Have you tried this already? You do sound very supportive and understanding, but expressing your other feelings won’t make you a bad person; it’s all about how you do it. If you’ve talked to her before, you could try again, but I don’t think it’s something you can keep pushing. If she still doesn’t change her mind, you have to accept this. You’ve done (or will have done) all you can; unfortunately the ball isn’t in your court and you don’t have a choice in the matter. If it’s meant to be, it’ll work itself out, but sadly it isn’t up to you.

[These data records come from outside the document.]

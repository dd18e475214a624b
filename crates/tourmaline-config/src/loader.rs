//! Configuration loader with multi-source merging

use crate::TourmalineConfig;
use anyhow::{Context, Result};
use std::env;
use std::path::{Path, PathBuf};

/// Configuration loader with builder pattern
pub struct ConfigLoader {
    project_dir: PathBuf,
    env_prefix: String,
}

impl ConfigLoader {
    /// Create a new config loader with default project directory (current dir)
    pub fn new() -> Self {
        Self {
            project_dir: env::current_dir().unwrap_or_else(|_| PathBuf::from(".")),
            env_prefix: "TML".to_string(),
        }
    }

    /// Set the project directory
    pub fn with_project_dir(mut self, dir: impl AsRef<Path>) -> Self {
        self.project_dir = dir.as_ref().to_path_buf();
        self
    }

    /// Set the environment variable prefix (default: "TML")
    pub fn with_env_prefix(mut self, prefix: impl Into<String>) -> Self {
        self.env_prefix = prefix.into();
        self
    }

    /// Load configuration from all sources with proper precedence
    pub fn load(self) -> Result<TourmalineConfig> {
        let mut builder = config::Config::builder();

        // 1. Start with built-in defaults
        let defaults = TourmalineConfig::default();
        builder = builder.add_source(config::Config::try_from(&defaults)?);

        // 2. Project config (tourmaline.toml)
        let project_config_file = self.project_dir.join("tourmaline.toml");
        if project_config_file.exists() {
            builder = builder.add_source(
                config::File::from(project_config_file)
                    .required(false)
                    .format(config::FileFormat::Toml),
            );
        }

        // 3. Local config (tourmaline.local.toml, gitignored)
        let local_config_file = self.project_dir.join("tourmaline.local.toml");
        if local_config_file.exists() {
            builder = builder.add_source(
                config::File::from(local_config_file)
                    .required(false)
                    .format(config::FileFormat::Toml),
            );
        }

        // 4. Environment variables (TML_*)
        builder = builder.add_source(
            config::Environment::with_prefix(&self.env_prefix)
                .separator("__")
                .try_parsing(true),
        );

        // Build and deserialize
        let config = builder.build().context("Failed to build configuration")?;

        let mut tourmaline_config: TourmalineConfig = config
            .try_deserialize()
            .context("Failed to deserialize configuration")?;

        // Resolve relative paths
        tourmaline_config.resolve_paths(&self.project_dir);

        Ok(tourmaline_config)
    }

    /// Load configuration or return defaults if not found
    pub fn load_or_default(self) -> TourmalineConfig {
        self.load().unwrap_or_default()
    }
}

impl Default for ConfigLoader {
    fn default() -> Self {
        Self::new()
    }
}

It’s sweet of you to say you’ll wait for her no matter what she does or how she feels, but this is something you should be cautious about. If her feelings do change and yours don’t, there’s nothing to wait for. I’m sure you’ll be OK whatever happens, but words of warning. Sometimes when people make an effort to cling to feelings and the belief that a relationship is meant to be, they end up feeling them even when they no longer want to. At some point they will want to move on, because we can only accept the pain for so long, but not everyone is able to due to living with the thoughts for so long. Do try and recognise if/when it’s a lost cause, even if it feels like your love for her is as strong (or stronger) than ever. Many, many people feel at some point that they’re so in love with someone that they won’t be able to move on or love somebody else. Time is almost always a healer when we allow it to be.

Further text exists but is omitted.